The Sons of Katie Elder

The Sons of Katie Elder
"First, we reunite, then find Ma and Pa's killer...then read some reviews."

Sunday, February 19, 2012

Montana Belle

Operating for over a decade in the last half of the 19th Century, the Dalton gang specialized in bank and train robberies before ultimately meeting their maker in a bloody shootout. Belle Starr was a female outlaw in the old west who rose to notoriety late in life. By all accounts, the two never crossed paths, but what's the fun in that? In a Abbot and Costello-like pairing, they do team up in 1952's Montana Belle.

Rescued from a lynch mob by Bob Dalton (Scott Brady), infamous outlaw Belle Starr (Jane Russell) joins up with the Dalton gang at their hideout in the hills. Bob quickly sets his sights on Belle, but it will have to wait. His brothers, especially Emmett (Ray Teal), want nothing to do with her, especially as they're planning their next robbery. Belle is left behind with two other members of the gang and when a posse shows up soon after, they draw their own conclusions. The Daltons set them up to take a fall, but Belle and Co. escape, vowing to start their own gang and go up against the brothers. The two are on a collision course, and with the law after them, nothing will come easily.

A no frills western from RKO studios, this is one of many B-movies that the studio became famous for. It lacks the scale of much bigger, more epic movies of the time, and in general has that quasi-cheap feel to it. The outdoor scenes are clearly filmed inside on sound stages, and the indoor sets are stylish and clean within an inch of their lives. In other words, like no wild west that ever existed. Now whether it's because it is 59 years later or just the look of the film, even the colors are washed out where everything looks faded now.  A big budget isn't a must for a successful movie though, and 'Montana' has enough going for it to recommend.

For starters, the stable of RKO character actors is turned out here. Russell rose to fame with the then-scandalous The Outlaw in 1943, but never became a huge star in the late 1940s or 1950s. She was relegated to quick, entertaining movies like this. Without the greatest range as an actress, Russell holds her own though as a tough female character until the story requires her not to be. More on that later. Brady and Teal are the more visible of the Daltons, including background parts for Rory Mallinson (Grat) and Holly Bane (Ben). Forrest Tucker and Jack Lambert are bright spots as Mac and Ringo, Belle's partners in crime. Even look for Andy Devine in a supporting part that doesn't have him as shrill as he usually was.  I guess that's a positive.

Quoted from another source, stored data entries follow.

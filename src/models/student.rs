use chrono::NaiveDate;
use serde::{Deserialize, Serialize};

use crate::impl_resource;
use crate::utils::validation::{Validate, ValidationErrors};

#[derive(Debug, Clone, Default, PartialEq, Serialize, Deserialize)]
pub struct Student {
    #[serde(default, skip_serializing_if = "Option::is_none")]
    pub id: Option<i64>,
    pub first_name: String,
    pub last_name: String,
    #[serde(default)]
    pub email: Option<String>,
    #[serde(default)]
    pub phone: Option<String>,
    #[serde(default, rename = "class")]
    pub class_id: Option<i64>,
    #[serde(default)]
    pub date_of_birth: Option<NaiveDate>,
    #[serde(default)]
    pub enrollment_date: Option<NaiveDate>,
    #[serde(default)]
    pub guardian_name: Option<String>,
    #[serde(default)]
    pub guardian_phone: Option<String>,
    #[serde(default = "default_true")]
    pub is_active: bool,
}

fn default_true() -> bool {
    true
}

impl Student {
    pub fn full_name(&self) -> String {
        format!("{} {}", self.first_name.trim(), self.last_name.trim())
    }
}

impl Validate for Student {
    fn validate(&self) -> Result<(), ValidationErrors> {
        let mut errors = ValidationErrors::new();
        errors.require("first_name", &self.first_name);
        errors.require("last_name", &self.last_name);
        errors.optional_email("email", self.email.as_deref());
        if let (Some(born), Some(enrolled)) = (self.date_of_birth, self.enrollment_date) {
            errors.date_order("enrollment_date", born, enrolled);
        }
        errors.into_result()
    }
}

impl_resource!(Student, "students", validated);
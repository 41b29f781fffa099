pub mod attendance;
pub mod author;
pub mod book;
pub mod borrowing;
pub mod category;
pub mod customer;
pub mod event;
pub mod fine;
pub mod invoice;
pub mod notice;
pub mod payment;
pub mod plan;
pub mod product;
pub mod school_class;
pub mod student;
pub mod teacher;
pub mod timetable;
pub mod transaction;
pub mod user;

pub use attendance::{AttendanceRecord, AttendanceStatus};
pub use author::Author;
pub use book::Book;
pub use borrowing::{Borrowing, BorrowingStatus};
pub use category::Category;
pub use customer::Customer;
pub use event::Event;
pub use fine::{Fine, FineStatus};
pub use invoice::{Invoice, InvoiceItem, InvoiceStatus};
pub use notice::{Notice, NoticeAudience};
pub use payment::{Payment, PaymentMethod};
pub use plan::{BillingCycle, Plan};
pub use product::Product;
pub use school_class::SchoolClass;
pub use student::Student;
pub use teacher::Teacher;
pub use timetable::TimetableEntry;
pub use transaction::{Transaction, TransactionKind};
pub use user::{ChangePasswordForm, LoginForm, PasswordResetConfirm, User};
use chrono::NaiveDate;
use serde::{Deserialize, Serialize};

use crate::impl_resource;
use crate::utils::validation::{Validate, ValidationErrors};

#[derive(Debug, Clone, Copy, Default, PartialEq, Eq, Serialize, Deserialize)]
#[serde(rename_all = "lowercase")]
pub enum TransactionKind {
    #[default]
    Income,
    Expense,
}

/// Ledger entry shown on the finance screen
#[derive(Debug, Clone, PartialEq, Serialize, Deserialize)]
pub struct Transaction {
    #[serde(default, skip_serializing_if = "Option::is_none")]
    pub id: Option<i64>,
    pub kind: TransactionKind,
    pub amount: f64,
    pub date: NaiveDate,
    pub description: String,
    #[serde(default)]
    pub category: Option<String>,
}

impl Validate for Transaction {
    fn validate(&self) -> Result<(), ValidationErrors> {
        let mut errors = ValidationErrors::new();
        errors.positive("amount", self.amount);
        errors.require("description", &self.description);
        errors.into_result()
    }
}

impl_resource!(Transaction, "billing/transactions", validated);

The story for this 82-minute western is more than a little schizophrenic with far too much going on in such a short movie. At different points, Russell is in love with or at least being pursued by Brady's Bob, Tucker's Mac, and George Brent as Tom Bradfield, the owner of a gambling house Belle intends to knock over. The story takes quick and surprising detours, bouncing back and forth between a more typical western story with its shootouts and betrayals with a less successful love story(ies). The pacing isn't a huge problem, but basically any scene with Russell's Belle and Brent's Tom lag a bit. Quite a singer when she wasn't acting, Russell also gets to sing two songs, including the Gilded Lily and The Man in the Moon. She's a good singer and seeing her dressed up as a saloon girl is never a bad thing, but both numbers bring the already drifting story to a screeching halt.

But just when it looks like things are going nowhere fast, 'Montana' redeems itself in the end. Belle's gang and the Daltons end up putting their differences aside and work together to rob a bank holding $1 million bucks waiting to be issued to cattle sellers. As harmless and even generic as the story has been up to this point, things change in a big way. Somewhat similar to the Dalton's Coffeyville raid, the robbery doesn't go off anywhere near as planned. There is a realism and darkness to this ending that the rest of the movie was lacking. A more pointed story in this vein certainly would have boosted the rating a bit. It also has one of the all-time great western lines ever, Bob Dalton telling Mac, "Let's walk out of this town." I don't want to give it away so see it in context!

Not a particularly memorable western, but fans of the genre should find enough to enjoy it. Make sure to stay through the end too, or at least the shootout in town. A last scene between Belle and Tom is sappy beyond belief, but the failed robbery makes some of the slower moments throughout worth the wait.